1Llovet JM, Burroughs A, Bruix J. Hepatocellular carcinoma. Lancet 2003;362:1907-17.
2Itsubo M, Koike K, Tsuno S, Osada M, Komuro O, Shimada N, et al. Subsegmental transcatheter arterial embolization for small hepatocellular carcinoma. Hepatogastroenterology 2002;49:735-9.
3Del PP, Maddeo A, Zabbialini G, Piti A. Chemoembolization of hepatocellular carcinoma with drug eluting beads. J Hepatol 2007;47:157-8.
4Lin M, Loffroy R, Noordhoek N, Taguchi K, Radaelli A, Blijd J, et al. Evaluating tumors in transcatheter arterial chemoembolization (TACE) using dual-phase cone-beam CT. Minim Invasive Ther Allied Technol 2011;20:276-81.
5Iwazawa J, Ohue S, Mitani T, Abe H, Hashimoto N, Hamuro M, et al. Identifying feeding arteries during TACE of hepatic tumors: Comparison of C-arm CT and digital subtraction angiography. AJR Am J Roentgenol 2009;192:1057-63.
6Lewis AL, Gonzalez MV, Leppard SW, Brown JE, Stratford PW, Phillips GJ, et al. Doxorubicin eluting beads-1: Effects of drug loading on bead characteristics and drug distribution. J Mater Sci Mater Med 2007;18:1691-9.
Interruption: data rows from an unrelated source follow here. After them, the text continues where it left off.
//! User record: profile fields owned by the account collaborators, and the
//! presence fields owned by [`crate::presence::PresenceTracker`].

use chrono::{DateTime, Duration, Utc};
use serde::{Deserialize, Serialize};

use crate::id::UserId;

/// Length of the free trial granted at sign-up.
pub const TRIAL_DAYS: i64 = 3;

/// Online flag and last-seen instant of a user.
#[derive(Debug, Clone, Copy, PartialEq, Eq, Serialize, Deserialize)]
pub struct Presence {
  pub online:    bool,
  pub last_seen: Option<DateTime<Utc>>,
}

#[derive(Debug, Clone, PartialEq, Serialize, Deserialize)]
pub struct User {
  pub user_id:          UserId,
  pub display_name:     String,
  pub avatar_url:       Option<String>,
  pub bio:              Option<String>,
  /// Written only by the presence tracker.
  pub is_online:        bool,
  /// Written only by the presence tracker.
  pub last_seen:        Option<DateTime<Utc>>,
  pub is_pro:           bool,
  pub trial_ends_at:    Option<DateTime<Utc>>,
  pub has_active_story: bool,
  pub created_at:       DateTime<Utc>,
}

impl User {
  pub fn presence(&self) -> Presence {
    Presence { online: self.is_online, last_seen: self.last_seen }
  }

  /// Whole days of trial left at `now`, rounded up.
  ///
  /// `None` for pro users; `Some(0)` once the trial has lapsed or when no
  /// trial was ever granted.
  pub fn trial_days_left(&self, now: DateTime<Utc>) -> Option<i64> {
    if self.is_pro {
      return None;
    }
    let Some(ends_at) = self.trial_ends_at else {
      return Some(0);
    };
    let day_ms = Duration::days(1).num_milliseconds();
    let left_ms = (ends_at - now).num_milliseconds();
    if left_ms <= 0 {
      Some(0)
    } else {
      Some((left_ms + day_ms - 1) / day_ms)
    }
  }
}

/// Input to [`crate::store::ChatStore::create_user`]. Presence and
/// `created_at` are always set by the store.
#[derive(Debug, Clone)]
pub struct NewUser {
  pub user_id:          UserId,
  pub display_name:     String,
  pub avatar_url:       Option<String>,
  pub bio:              Option<String>,
  pub is_pro:           bool,
  pub trial_ends_at:    Option<DateTime<Utc>>,
  pub has_active_story: bool,
}

impl NewUser {
  pub fn new(user_id: impl Into<UserId>, display_name: impl Into<String>) -> Self {
    Self {
      user_id:          user_id.into(),
      display_name:     display_name.into(),
      avatar_url:       None,
      bio:              None,
      is_pro:           false,
      trial_ends_at:    None,
      has_active_story: false,
    }
  }

  /// Start the standard sign-up trial at `now`.
  pub fn with_trial(mut self, now: DateTime<Utc>) -> Self {
    self.trial_ends_at = Some(now + Duration::days(TRIAL_DAYS));
    self
  }
}
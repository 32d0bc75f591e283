//! Encoding and decoding helpers between Rust domain types and the plain-text
//! representations stored in SQLite columns.
//!
//! All timestamps are stored as fixed-width RFC 3339 UTC strings with
//! microsecond precision, so string order equals time order. UUIDs are
//! stored as hyphenated lowercase strings.

use chrono::{DateTime, SecondsFormat, SubsecRound as _, Utc};
use dosti_core::{
  directory::DirectoryEntry,
  id::{MessageId, UserId},
  message::{Message, ReactionMap},
  user::User,
};
use uuid::Uuid;

use crate::{Error, Result};

// ─── Uuid ─────────────────────────────────────────────────────────────────────

pub fn encode_uuid(id: Uuid) -> String { id.hyphenated().to_string() }

pub fn decode_uuid(s: &str) -> Result<Uuid> { Ok(Uuid::parse_str(s)?) }

// ─── DateTime<Utc> ───────────────────────────────────────────────────────────

/// The store's clock, truncated to the precision it persists.
pub fn now() -> DateTime<Utc> { Utc::now().trunc_subsecs(6) }

pub fn encode_dt(dt: DateTime<Utc>) -> String {
  dt.to_rfc3339_opts(SecondsFormat::Micros, true)
}

pub fn decode_dt(s: &str) -> Result<DateTime<Utc>> {
  DateTime::parse_from_rfc3339(s)
    .map(|dt| dt.with_timezone(&Utc))
    .map_err(|e| Error::DateParse(format!("{s:?}: {e}")))
}

fn decode_opt_dt(s: Option<String>) -> Result<Option<DateTime<Utc>>> {
  s.as_deref().map(decode_dt).transpose()
}

// ─── Row types ───────────────────────────────────────────────────────────────

/// Raw values read directly from a `users` row.
pub struct RawUser {
  pub user_id:          String,
  pub display_name:     String,
  pub avatar_url:       Option<String>,
  pub bio:              Option<String>,
  pub is_online:        bool,
  pub last_seen:        Option<String>,
  pub is_pro:           bool,
  pub trial_ends_at:    Option<String>,
  pub has_active_story: bool,
  pub created_at:       String,
}

pub const USER_COLUMNS: &str = "user_id, display_name, avatar_url, bio, is_online, \
   last_seen, is_pro, trial_ends_at, has_active_story, created_at";

impl RawUser {
  pub fn from_row(row: &rusqlite::Row<'_>) -> rusqlite::Result<Self> {
    Ok(Self {
      user_id:          row.get(0)?,
      display_name:     row.get(1)?,
      avatar_url:       row.get(2)?,
      bio:              row.get(3)?,
      is_online:        row.get(4)?,
      last_seen:        row.get(5)?,
      is_pro:           row.get(6)?,
      trial_ends_at:    row.get(7)?,
      has_active_story: row.get(8)?,
      created_at:       row.get(9)?,
    })
  }

  pub fn into_user(self) -> Result<User> {
    Ok(User {
      user_id:          UserId::new(self.user_id),
      display_name:     self.display_name,
      avatar_url:       self.avatar_url,
      bio:              self.bio,
      is_online:        self.is_online,
      last_seen:        decode_opt_dt(self.last_seen)?,
      is_pro:           self.is_pro,
      trial_ends_at:    decode_opt_dt(self.trial_ends_at)?,
      has_active_story: self.has_active_story,
      created_at:       decode_dt(&self.created_at)?,
    })
  }
}

/// Raw values read directly from a `messages` row.
pub struct RawMessage {
  pub message_id:  String,
  pub sender_id:   String,
  pub receiver_id: String,
  pub body:        String,
  pub created_at:  String,
  pub is_seen:     bool,
  pub seen_at:     Option<String>,
}

pub const MESSAGE_COLUMNS: &str =
  "message_id, sender_id, receiver_id, body, created_at, is_seen, seen_at";

impl RawMessage {
  pub fn from_row(row: &rusqlite::Row<'_>) -> rusqlite::Result<Self> {
    Ok(Self {
      message_id:  row.get(0)?,
      sender_id:   row.get(1)?,
      receiver_id: row.get(2)?,
      body:        row.get(3)?,
      created_at:  row.get(4)?,
      is_seen:     row.get(5)?,
      seen_at:     row.get(6)?,
    })
  }

  pub fn into_message(self, reactions: ReactionMap) -> Result<Message> {
    let seen_at = decode_opt_dt(self.seen_at)?;
    if self.is_seen != seen_at.is_some() {
      return Err(Error::Malformed(format!(
        "message {} has is_seen={} but seen_at={seen_at:?}",
        self.message_id, self.is_seen
      )));
    }
    Ok(Message {
      message_id: decode_uuid(&self.message_id)?,
      sender_id: UserId::new(self.sender_id),
      receiver_id: UserId::new(self.receiver_id),
      text: self.body,
      created_at: decode_dt(&self.created_at)?,
      is_seen: self.is_seen,
      seen_at,
      reactions,
    })
  }
}

/// `(message_id, symbol, user_id)` from the `reactions` table.
pub type RawReaction = (String, String, String);

/// Group reaction rows by message.
pub fn group_reactions(
  rows: Vec<RawReaction>,
) -> Result<std::collections::HashMap<MessageId, ReactionMap>> {
  let mut grouped: std::collections::HashMap<MessageId, ReactionMap> =
    std::collections::HashMap::new();
  for (message_id, symbol, user_id) in rows {
    grouped
      .entry(decode_uuid(&message_id)?)
      .or_default()
      .insert(symbol, UserId::new(user_id));
  }
  Ok(grouped)
}

/// Raw values read directly from a `directory_entries` row.
pub struct RawDirectoryEntry {
  pub owner_id:        String,
  pub counterpart_id:  String,
  pub last_message:    Option<String>,
  pub last_message_at: Option<String>,
  pub unread:          bool,
}

pub const DIRECTORY_COLUMNS: &str =
  "owner_id, counterpart_id, last_message, last_message_at, unread";

impl RawDirectoryEntry {
  pub fn from_row(row: &rusqlite::Row<'_>) -> rusqlite::Result<Self> {
    Ok(Self {
      owner_id:        row.get(0)?,
      counterpart_id:  row.get(1)?,
      last_message:    row.get(2)?,
      last_message_at: row.get(3)?,
      unread:          row.get(4)?,
    })
  }

  pub fn into_entry(self) -> Result<DirectoryEntry> {
    Ok(DirectoryEntry {
      owner_id:        UserId::new(self.owner_id),
      counterpart_id:  UserId::new(self.counterpart_id),
      last_message:    self.last_message,
      last_message_at: decode_opt_dt(self.last_message_at)?,
      unread:          self.unread,
    })
  }
}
7Meyer BC, Frericks BB, Voges M, Borchert M, Martus P, Justiz J, et al. Visualization of hypervascular liver lesions during TACE: Comparison of angiographic C-arm CT and MDCT. AJR Am J Roentgenol 2008;190:W263-9.
8Kim S, Yoshizumi TT, Toncheva G, Yoo S, Yin FF. Comparison of radiation doses between cone beam CT and multi detector CT: TLD measurements. Radiat Prot Dosimetry 2008;132:339-45.